Top of RECORD EXTRACTS

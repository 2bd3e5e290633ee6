//! Shamir secret sharing protocol.

use crate::{
    party::PartyMapper,
    protocol::{
        errors::{HyperMapError, RecVectorError, RecoverSecretError, ShamirError},
        matrix_cache,
    },
};
use basic_types::PartyId;
use math_lib::{
    decoders::{rec_coefficients, Lagrange},
    errors::InterpolationError,
    fields::{Field, PrimeField},
    matrix::Matrix,
    modular::Prime,
    polynomial::{Point, PointSequence, Polynomial},
};
use rustc_hash::FxHashMap;
use std::{path::Path, sync::Arc, sync::Mutex};

/// The degree of a sharing polynomial.
#[derive(Clone, Copy, Debug)]
pub enum PolyDegree {
    /// The configured threshold degree.
    T,

    /// Double the configured threshold degree, as produced by share
    /// multiplication.
    TwoT,
}

/// The Shamir secret sharing protocol over one field and one party set.
pub struct Shamir<F>
where
    F: Field,
{
    /// The degree of generated polynomials.
    pub(crate) polynomial_degree: u64,

    /// Maps parties to abscissas and back.
    pub(crate) mapper: PartyMapper<F>,

    /// Interpolator over the full abscissa set.
    pub(crate) lagrange: Lagrange<F>,

    /// The hyper-invertible matrix for randomness extraction.
    pub(crate) matrix: Matrix<F>,

    /// Reconstruction vectors for abscissa windows, memoized per
    /// `(start, count)`. Computing one is quadratic in the window size so
    /// sessions reuse them across every multiplication and opening.
    rec_vectors: Mutex<FxHashMap<(usize, usize), Arc<Vec<F::Element>>>>,

    /// Our own party id.
    pub(crate) local_party_id: PartyId,
}

impl<F: Field> Shamir<F> {
    /// Creates a new Shamir protocol instance.
    pub fn new(local_party_id: PartyId, polynomial_degree: u64, parties: Vec<PartyId>) -> Result<Self, ShamirError> {
        let (mapper, abscissas, extract_count) = Self::prepare(polynomial_degree, parties)?;
        let matrix = Matrix::vandermonde(&abscissas, extract_count)?;
        Self::assemble(local_party_id, polynomial_degree, mapper, abscissas, matrix)
    }

    fn prepare(
        polynomial_degree: u64,
        parties: Vec<PartyId>,
    ) -> Result<(PartyMapper<F>, Vec<F::Element>, u16), ShamirError> {
        let mapper = PartyMapper::<F>::new(parties)?;
        let len = u64::try_from(mapper.party_count()).map_err(|_| ShamirError::Arithmetic)?;
        if len <= polynomial_degree {
            return Err(ShamirError::TooHighDegree);
        }
        let abscissas: Vec<_> = mapper.abscissas().map(|x| F::as_element(*x)).collect();
        let extract_count = u16::try_from(len - polynomial_degree).map_err(|_| ShamirError::Arithmetic)?;
        Ok((mapper, abscissas, extract_count))
    }

    fn assemble(
        local_party_id: PartyId,
        polynomial_degree: u64,
        mapper: PartyMapper<F>,
        abscissas: Vec<F::Element>,
        matrix: Matrix<F>,
    ) -> Result<Self, ShamirError> {
        let lagrange = Lagrange::new(abscissas)?;
        Ok(Self {
            polynomial_degree,
            mapper,
            lagrange,
            matrix,
            rec_vectors: Mutex::new(FxHashMap::default()),
            local_party_id,
        })
    }

    /// The number of parties in this configuration.
    pub fn party_count(&self) -> usize {
        self.mapper.party_count()
    }

    /// The generated polynomial degree.
    pub fn polynomial_degree(&self) -> u64 {
        self.polynomial_degree
    }

    /// The party mapper.
    pub fn party_mapper(&self) -> &PartyMapper<F> {
        &self.mapper
    }

    /// Our party id.
    pub fn local_party_id(&self) -> &PartyId {
        &self.local_party_id
    }

    /// The parties involved in this protocol.
    pub fn parties(&self) -> Vec<PartyId> {
        self.mapper.parties().cloned().collect()
    }

    /// Generates the shares of a secret.
    ///
    /// The secret sits at the polynomial's constant term; the remaining
    /// coefficients are drawn fresh from the field, so with degree 0 the
    /// "shares" are plain copies of the secret.
    pub fn generate_shares(&self, secret: &F::Element, degree: PolyDegree) -> PointSequence<F> {
        let degree = match degree {
            PolyDegree::T => self.polynomial_degree,
            PolyDegree::TwoT => self.polynomial_degree.wrapping_mul(2),
        };
        let mut polynomial = Polynomial::<F>::new(vec![*secret]);
        let mut rng = rand::thread_rng();
        for _ in 0..degree {
            polynomial.add_coefficient(F::gen_random_element(&mut rng));
        }

        let mut point_sequence = PointSequence::<F>::default();
        for x in self.mapper.abscissas() {
            point_sequence.push(Point::new(*x, polynomial.eval_at(x)));
        }
        point_sequence
    }

    fn to_sequence<I>(&self, shares: I) -> Result<PointSequence<F>, RecoverSecretError>
    where
        I: Iterator<Item = (PartyId, F::Element)>,
    {
        let mut point_sequence = PointSequence::<F>::default();
        for (party_id, share) in shares {
            let x = self.mapper.abscissa(&party_id).ok_or(RecoverSecretError::PartyNotFound)?;
            point_sequence.push(Point::new(*x, share));
        }
        Ok(point_sequence)
    }

    /// Recovers the secret behind the given shares.
    ///
    /// Uses the precomputed full-set interpolator when the shares cover all
    /// parties and falls back to generic interpolation for partial sets.
    pub fn recover_secret<I>(&self, shares: I) -> Result<F::Element, RecoverSecretError>
    where
        I: Iterator<Item = (PartyId, F::Element)>,
    {
        let point_sequence = self.to_sequence(shares)?;
        match self.lagrange.interpolate(&point_sequence) {
            Err(InterpolationError::MismatchedAbscissas) => Ok(point_sequence.lagrange_interpolate()?),
            other => Ok(other?),
        }
    }

    /// Recovers the secret and verifies the sharing is consistent.
    ///
    /// Requires at least `2t + 1` shares. The secret is interpolated from
    /// the first `t + 1` shares; every further share is then checked to lie
    /// on the same degree-`t` polynomial. A mismatch means some share was
    /// altered and fails the recovery with
    /// [`Inconsistent`][RecoverSecretError::Inconsistent]. With at most `t`
    /// corrupted parties this detects tampering; it does not correct it.
    pub fn robust_recover_secret<I>(&self, shares: I) -> Result<F::Element, RecoverSecretError>
    where
        I: Iterator<Item = (PartyId, F::Element)>,
    {
        let point_sequence = self.to_sequence(shares)?;
        let degree = usize::try_from(self.polynomial_degree).map_err(|_| RecoverSecretError::NotEnoughShares)?;
        let needed = degree
            .checked_mul(2)
            .and_then(|d| d.checked_add(1))
            .ok_or(RecoverSecretError::NotEnoughShares)?;
        if point_sequence.points().len() < needed {
            return Err(RecoverSecretError::NotEnoughShares);
        }
        let base = point_sequence.take(degree.checked_add(1).ok_or(RecoverSecretError::NotEnoughShares)?)
            .map_err(|_| RecoverSecretError::NotEnoughShares)?;
        let abscissas: Vec<_> = base.points().iter().map(|point| F::as_element(point.x)).collect();
        let interpolator = Lagrange::<F>::new(abscissas)?;
        let secret = interpolator.interpolate(&base)?;
        for point in point_sequence.points().iter().skip(degree + 1) {
            let expected = interpolator.eval(&base, &F::as_element(point.x))?;
            if expected != point.y {
                return Err(RecoverSecretError::Inconsistent);
            }
        }
        Ok(secret)
    }

    /// Weighs a local share by its full-set Lagrange coefficient.
    pub fn weigh(&self, share: &F::Element) -> Result<F::Element, RecoverSecretError> {
        let x = self.mapper.abscissa(&self.local_party_id).ok_or(RecoverSecretError::PartyNotFound)?;
        Ok(self.lagrange.partial(x, share)?)
    }

    /// The reconstruction vector for a window of consecutive parties.
    ///
    /// The window covers `count` parties starting at position `start` in the
    /// sorted ordering, wrapping modulo the party count. Coefficients
    /// interpolate at zero, so `count` must exceed the degree of whatever
    /// polynomial the weighted shares lie on.
    pub fn rec_vector(&self, start: usize, count: usize) -> Result<Arc<Vec<F::Element>>, RecVectorError> {
        if count == 0 {
            return Err(RecVectorError::EmptyWindow);
        }
        if count > self.party_count() {
            return Err(RecVectorError::WindowTooLarge);
        }
        let mut cache = match self.rec_vectors.lock() {
            Ok(guard) => guard,
            Err(poisoned) => poisoned.into_inner(),
        };
        if let Some(vector) = cache.get(&(start, count)) {
            return Ok(vector.clone());
        }
        let abscissas: Vec<_> = self
            .window_indices(start, count)
            .into_iter()
            .filter_map(|index| self.mapper.party_at(index))
            .filter_map(|party| self.mapper.abscissa(party))
            .map(|x| F::as_element(*x))
            .collect();
        let vector = Arc::new(rec_coefficients::<F>(&abscissas)?);
        cache.insert((start, count), vector.clone());
        Ok(vector)
    }

    /// The parties in a window of consecutive positions, wrapping modulo the
    /// party count.
    pub fn window_parties(&self, start: usize, count: usize) -> Vec<PartyId> {
        self.window_indices(start, count)
            .into_iter()
            .filter_map(|index| self.mapper.party_at(index))
            .cloned()
            .collect()
    }

    fn window_indices(&self, start: usize, count: usize) -> Vec<usize> {
        let total = self.party_count();
        (0..count).map(|offset| (start.wrapping_add(offset)) % total).collect()
    }

    /// Applies the hyper-invertible mapping to one share per party.
    ///
    /// With `n` input shares this extracts `n - t` output shares whose
    /// underlying values are uniformly random as long as at least `n - t`
    /// of the inputs were.
    pub fn hyper_map<I>(&self, shares: I) -> Result<Vec<F::Element>, HyperMapError>
    where
        I: Iterator<Item = (PartyId, F::Element)>,
    {
        let mut shares: Vec<_> = shares.collect();
        shares.sort_by(|left, right| left.0.cmp(&right.0));
        let vector: Vec<_> = shares.into_iter().map(|(_, share)| share).collect();
        let ncols = u16::try_from(vector.len()).map_err(|_| HyperMapError::Arithmetic)?;
        let vector = Matrix::new(vector, 1, ncols)?;
        let output = (vector * &self.matrix)?;
        Ok(output.into_vec())
    }
}

impl<T: Prime> Shamir<PrimeField<T>> {
    /// Creates a new instance, loading the hyper-invertible matrix from the
    /// given cache directory.
    ///
    /// The matrix is a pure function of the modulus, party count and degree;
    /// a missing or unreadable artifact is regenerated and written back.
    pub fn new_with_matrix_cache(
        local_party_id: PartyId,
        polynomial_degree: u64,
        parties: Vec<PartyId>,
        cache_dir: &Path,
    ) -> Result<Self, ShamirError> {
        let (mapper, abscissas, extract_count) = Self::prepare(polynomial_degree, parties)?;
        let matrix = matrix_cache::load_or_generate::<T>(cache_dir, &abscissas, extract_count, polynomial_degree)?;
        Self::assemble(local_party_id, polynomial_degree, mapper, abscissas, matrix)
    }
}
//! Simulator-driven double sharing tests.

#![allow(clippy::unwrap_used, clippy::indexing_slicing, clippy::arithmetic_side_effects)]

use super::state::DoubleSharingState;
use crate::simulator::{InitializedProtocol, Protocol, SymmetricProtocolSimulator};
use anyhow::Error;
use basic_types::PartyId;
use math_lib::modular::{M61Prime, ModularNumber};
use shamir_sharing::secret_sharer::{PartyShares, SecretSharer, ShamirSecretSharer};
use std::{collections::HashMap, sync::Arc};

type Prime = M61Prime;

struct DoubleSharingProtocol {
    polynomial_degree: u64,
    element_count: usize,
}

struct PrepareOutput {
    parties: Vec<PartyId>,
}

impl Protocol for DoubleSharingProtocol {
    type State = DoubleSharingState<Prime>;
    type PrepareOutput = PrepareOutput;

    fn prepare(&self, parties: &[PartyId]) -> Result<Self::PrepareOutput, Error> {
        let mut parties = parties.to_vec();
        parties.sort();
        Ok(PrepareOutput { parties })
    }

    fn initialize(
        &self,
        party_id: PartyId,
        prepare_output: &Self::PrepareOutput,
    ) -> Result<InitializedProtocol<Self::State>, Error> {
        let sharer = ShamirSecretSharer::new(party_id, self.polynomial_degree, prepare_output.parties.clone())?;
        let (state, messages) = DoubleSharingState::new(self.element_count, Arc::new(sharer))?;
        Ok(InitializedProtocol::new(state, messages))
    }
}

#[test]
fn both_degrees_share_one_value() {
    // n = 5, t = 2: the degree-2t parts need all 2t+1 = 5 shares to
    // reconstruct, the degree-t parts only t+1 = 3.
    let protocol = DoubleSharingProtocol { polynomial_degree: 2, element_count: 4 };
    let simulator = SymmetricProtocolSimulator::new(5, 10);
    let outputs = simulator.run_protocol(&protocol).unwrap();
    assert_eq!(outputs.len(), 5);

    let mut parties: Vec<_> = outputs.iter().map(|output| output.party_id.clone()).collect();
    parties.sort();
    let sharer = ShamirSecretSharer::<Prime>::new(parties[0].clone(), 2, parties.clone()).unwrap();

    let by_party: HashMap<_, _> = outputs.into_iter().map(|output| (output.party_id, output.output)).collect();

    for index in 0..protocol.element_count {
        let mut degree_t_shares: PartyShares<ModularNumber<Prime>> = PartyShares::default();
        let mut degree_2t_shares: PartyShares<ModularNumber<Prime>> = PartyShares::default();
        for party in &parties {
            let sharing = by_party[party][index];
            degree_t_shares.insert(party.clone(), sharing.degree_t);
            degree_2t_shares.insert(party.clone(), sharing.degree_2t);
        }
        let from_t = sharer.recover(degree_t_shares).unwrap();
        let from_2t = sharer.recover(degree_2t_shares).unwrap();
        assert_eq!(from_t, from_2t, "double sharing {index} is split across two values");
    }
}

#[test]
fn requested_count_produced() {
    for element_count in [1, 3, 6] {
        let protocol = DoubleSharingProtocol { polynomial_degree: 1, element_count };
        let simulator = SymmetricProtocolSimulator::new(3, 10);
        let outputs = simulator.run_protocol(&protocol).unwrap();
        for output in outputs {
            assert_eq!(output.output.len(), element_count);
        }
    }
}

Bottom of RECORD EXTRACTS

=== WHAT YOU NEED TO DO ===
Of all the entries above, retype exactly the lines from the line with "and written back." to the line with "use anyhow::Error;", both included, and no others.

=== YOUR SOLUTION ===
    /// a missing or unreadable artifact is regenerated and written back.
    pub fn new_with_matrix_cache(
        local_party_id: PartyId,
        polynomial_degree: u64,
        parties: Vec<PartyId>,
        cache_dir: &Path,
    ) -> Result<Self, ShamirError> {
        let (mapper, abscissas, extract_count) = Self::prepare(polynomial_degree, parties)?;
        let matrix = matrix_cache::load_or_generate::<T>(cache_dir, &abscissas, extract_count, polynomial_degree)?;
        Self::assemble(local_party_id, polynomial_degree, mapper, abscissas, matrix)
    }
}
//! Simulator-driven double sharing tests.

#![allow(clippy::unwrap_used, clippy::indexing_slicing, clippy::arithmetic_side_effects)]

use super::state::DoubleSharingState;
use crate::simulator::{InitializedProtocol, Protocol, SymmetricProtocolSimulator};
use anyhow::Error;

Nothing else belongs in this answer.